Theory that offers explicit guidance on how to better help people learn and develop

An instructional theory is "a theory that offers explicit guidance on how to better help people learn and develop." It provides insights about what is likely to happen and why with respect to different kinds of teaching and learning activities while helping indicate approaches for their evaluation. Instructional designers focus on how to best structure material and instructional behavior to facilitate learning.

== Development ==
Originating in the United States in the late 1970s, instructional theory is influenced by three basic theories in educational thought: behaviorism, the theory that helps us understand how people conform to predetermined standards; cognitivism, the theory that learning occurs through mental associations; and constructivism, the theory explores the value of human activity as a critical function of gaining knowledge. Instructional theory is heavily influenced by the 1956 work of Benjamin Bloom, a University of Chicago professor, and the results of his Taxonomy of Education Objectives—one of the first modern codifications of the learning process. One of the first instructional theorists was Robert M. Gagne, who in 1965 published Conditions of Learning for the Florida State University's Department of Educational Research.

==Definition==
Instructional theory is different than learning theory. A learning theory describes how learning takes place, and an instructional theory prescribes how to better help people learn. Learning theories often inform instructional theory, and three general theoretical stances take part in this influence: behaviorism (learning as response acquisition), cognitivism (learning as knowledge acquisition), and constructivism (learning as knowledge construction). Instructional theory helps us create conditions that increases the probability of learning. Its goal is understanding the instructional system and to improve the process of instruction.

== Overview ==

Instructional theories identify what instruction or teaching should be like. It outlines strategies that an educator may adopt to achieve the learning objectives. Instructional theories are adapted based on the educational content and more importantly the learning style of the students. They are used as teaching guidelines/tools by teachers/trainers to facilitate learning. Instructional theories encompass different instructional methods, models and strategies.

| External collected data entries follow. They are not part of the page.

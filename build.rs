use vergen::{BuildBuilder, Emitter};
use vergen_git2::Git2Builder;

fn main() -> Result<(), Box<dyn std::error::Error>> {
    let build = BuildBuilder::default().build_date(true).build()?;

    // Source tarballs have no git metadata; fall back to placeholders.
    match Git2Builder::default().describe(true, true, None).sha(true).build() {
        Ok(git2) => {
            Emitter::default()
                .add_instructions(&build)?
                .add_instructions(&git2)?
                .emit()?;
        }
        Err(_) => {
            println!("cargo:rustc-env=VERGEN_GIT_DESCRIBE=unknown");
            println!("cargo:rustc-env=VERGEN_GIT_SHA=unknown");
            Emitter::default().add_instructions(&build)?.emit()?;
        }
    }

    Ok(())
}
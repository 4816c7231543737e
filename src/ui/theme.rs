use colored::{Color, Colorize};

use crate::core::settings::Theme;

#[derive(Debug, Clone, Copy, PartialEq, Eq)]
pub struct Palette {
    // Conversation
    pub user_label: Color,
    pub user_text: Color,
    pub bot_label: Color,
    pub bot_text: Color,
    pub disclaimer: Color,
    pub placeholder: Color,

    // Chrome
    pub notice: Color,
    pub panel: Color,
}

impl Palette {
    pub fn for_theme(theme: Theme) -> Self {
        match theme {
            Theme::Light => Self::light(),
            Theme::Dark => Self::dark(),
        }
    }

    pub fn light() -> Self {
        Palette {
            user_label: Color::Blue,
            user_text: Color::Black,
            bot_label: Color::Magenta,
            bot_text: Color::Black,
            disclaimer: Color::BrightBlack,
            placeholder: Color::BrightBlack,
            notice: Color::Green,
            panel: Color::Blue,
        }
    }

    pub fn dark() -> Self {
        Palette {
            user_label: Color::BrightCyan,
            user_text: Color::BrightWhite,
            bot_label: Color::BrightMagenta,
            bot_text: Color::White,
            disclaimer: Color::BrightBlack,
            placeholder: Color::BrightBlack,
            notice: Color::BrightGreen,
            panel: Color::BrightCyan,
        }
    }
}

/// Applies `color` only when colored output is wanted.
pub fn paint(text: &str, color: Color, enabled: bool) -> String {
    if enabled {
        text.color(color).to_string()
    } else {
        text.to_string()
    }
}

pub fn paint_bold(text: &str, color: Color, enabled: bool) -> String {
    if enabled {
        text.color(color).bold().to_string()
    } else {
        text.to_string()
    }
}

#[cfg(test)]
mod tests {
    use super::*;

    #[test]
    fn each_theme_has_its_own_palette() {
        assert_ne!(Palette::for_theme(Theme::Light), Palette::for_theme(Theme::Dark));
        assert_eq!(Palette::for_theme(Theme::Dark), Palette::dark());
    }

    #[test]
    fn disabled_paint_is_plain_text() {
        assert_eq!(paint("Guardian", Color::Magenta, false), "Guardian");
    }
}
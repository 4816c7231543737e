use chrono::{DateTime, Utc};
use serde::{Deserialize, Serialize};

use crate::core::constants::HISTORY_SUMMARY_CHARS;

#[derive(Debug, Clone, Copy, PartialEq, Eq, Hash, Serialize, Deserialize)]
#[serde(rename_all = "lowercase")]
pub enum Sender {
    User,
    Bot,
}

impl Sender {
    pub fn as_str(self) -> &'static str {
        match self {
            Sender::User => "user",
            Sender::Bot => "bot",
        }
    }

    pub fn is_user(self) -> bool {
        self == Sender::User
    }

    pub fn is_bot(self) -> bool {
        self == Sender::Bot
    }
}

impl TryFrom<&str> for Sender {
    type Error = String;

    fn try_from(value: &str) -> Result<Self, Self::Error> {
        match value {
            "user" => Ok(Sender::User),
            "bot" => Ok(Sender::Bot),
            _ => Err(format!("invalid sender: {value}")),
        }
    }
}

/// One conversation entry. Position in the conversation is its only ordering.
#[derive(Debug, Clone, PartialEq, Eq, Serialize, Deserialize)]
pub struct Message {
    pub text: String,
    pub sender: Sender,
}

impl Message {
    pub fn new(sender: Sender, text: impl Into<String>) -> Self {
        Self {
            text: text.into(),
            sender,
        }
    }

    pub fn user(text: impl Into<String>) -> Self {
        Self::new(Sender::User, text)
    }

    pub fn bot(text: impl Into<String>) -> Self {
        Self::new(Sender::Bot, text)
    }

    pub fn is_user(&self) -> bool {
        self.sender.is_user()
    }

    pub fn is_bot(&self) -> bool {
        self.sender.is_bot()
    }
}

/// A completed user/bot exchange kept for the recent-history list.
#[derive(Debug, Clone, PartialEq, Eq, Serialize, Deserialize)]
pub struct HistoryEntry {
    pub summary: String,
    pub user: String,
    pub bot: String,
    pub recorded_at: DateTime<Utc>,
}

impl HistoryEntry {
    pub fn new(user: impl Into<String>, bot: impl Into<String>) -> Self {
        let user = user.into();
        Self {
            summary: summarize(&user),
            user,
            bot: bot.into(),
            recorded_at: Utc::now(),
        }
    }
}

/// Shortens a user question to a sidebar-sized label.
pub fn summarize(text: &str) -> String {
    if text.chars().count() > HISTORY_SUMMARY_CHARS {
        let head: String = text.chars().take(HISTORY_SUMMARY_CHARS).collect();
        format!("{head}...")
    } else {
        text.to_string()
    }
}

#[cfg(test)]
mod tests {
    use super::*;

    #[test]
    fn short_questions_are_not_ellipsized() {
        assert_eq!(summarize("What is Section 420?"), "What is Section 420?");
    }

    #[test]
    fn long_questions_keep_thirty_characters() {
        let summary = summarize("Can my landlord keep the deposit after I moved out early?");
        assert_eq!(summary, "Can my landlord keep the depos...");
    }

    #[test]
    fn summary_counts_characters_not_bytes() {
        let text = "धारा ४२० के तहत क्या सजा है और जमानत कैसे मिलती है";
        let summary = summarize(text);
        assert!(summary.ends_with("..."));
        assert_eq!(summary.chars().count(), HISTORY_SUMMARY_CHARS + 3);
    }

    #[test]
    fn sender_round_trips_through_wire_names() {
        assert_eq!(Sender::try_from("bot"), Ok(Sender::Bot));
        assert_eq!(Sender::User.as_str(), "user");
        assert!(Sender::try_from("assistant").is_err());
    }
}
use std::sync::Arc;

use tokio::sync::mpsc;
use tracing::debug;

use crate::api::ChatTransport;
use crate::core::session::{ExchangeResult, PendingExchange};

/// Runs chat exchanges off the UI loop and hands their results back over a
/// channel. The loop passes each result to `ChatSession::complete`, which
/// decides whether it is still current.
#[derive(Clone)]
pub struct ChatService {
    tx: mpsc::UnboundedSender<ExchangeResult>,
    transport: Arc<dyn ChatTransport>,
}

impl ChatService {
    pub fn new(
        transport: Arc<dyn ChatTransport>,
    ) -> (Self, mpsc::UnboundedReceiver<ExchangeResult>) {
        let (tx, rx) = mpsc::unbounded_channel();
        (Self { tx, transport }, rx)
    }

    pub fn transport(&self) -> &dyn ChatTransport {
        self.transport.as_ref()
    }

    pub fn spawn_exchange(&self, pending: PendingExchange) {
        let tx = self.tx.clone();
        let transport = Arc::clone(&self.transport);
        tokio::spawn(async move {
            let result = pending.dispatch(transport.as_ref()).await;
            if tx.send(result).is_err() {
                debug!("chat loop is gone; dropping exchange result");
            }
        });
    }
}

David Merrill's First Principles of Instruction discusses universal methods of instruction, situational methods and core ideas of the post-industrial paradigm of instruction.

Universal Methods of Instruction:

- Task-Centered Principle - instruction should use a progression of increasingly complex whole tasks.
- Demonstration Principle - instruction should guide learners through a skill and engage peer discussion/demonstration.
- Application Principle - instruction should provide intrinsic or corrective feedback and engage peer-collaboration.
- Activation Principle - instruction should build upon prior knowledge and encourage learners to acquire a structure for organizing new knowledge.
- Integration Principle - instruction should engage learners in peer-critiques and synthesizing newly acquired knowledge.
Situational Methods:

based on different approaches to instruction
- Role play
- Synectics
- Mastery learning
- Direct instruction
- Discussion
- Conflict resolution
- Peer learning
- Experiential learning
- Problem-based learning
- Simulation-based learning
based on different learning outcomes:
- Knowledge
- Comprehension
- Application
- Analysis
- Synthesis
- Evaluation
- Affective development
- Integrated learning
Core ideas for the Post-industrial Paradigm of Instruction:
- Learner centered vs. teacher centered instruction – with respect to the focus, instruction can be based on the capability and style of the learner or the teacher.
- Learning by doing vs. teacher presenting – Students often learn more by doing rather than simply listening to instructions given by the teacher.
- Attainment based vs. time based progress – The instruction can either be based on the focus on the mastery of the concept or the time spent on learning the concept.
- Customized vs. standardized instruction – The instruction can be different for different learners or the instruction can be given in general to the entire classroom
- Criterion referenced vs. norm referenced instruction – Instruction related to different types of evaluations.
- Collaborative vs. individual instruction – Instruction can be for a team of students or individual students.
- Enjoyable vs. unpleasant instructions – Instructions can create a pleasant learning experience or a negative one (often to enforce discipline). Teachers must take care to ensure positive experiences.
Four tasks of Instructional theory:
- Knowledge selection
- Knowledge sequence
- Interaction management
- Setting of interaction environment

==Critiques ==
Paulo Freire's work appears to critique instructional approaches that adhere to the knowledge acquisition stance, and his work Pedagogy of the Oppressed has had a broad influence over a generation of American educators with his critique of various "banking" models of education and analysis of the teacher-student relationship.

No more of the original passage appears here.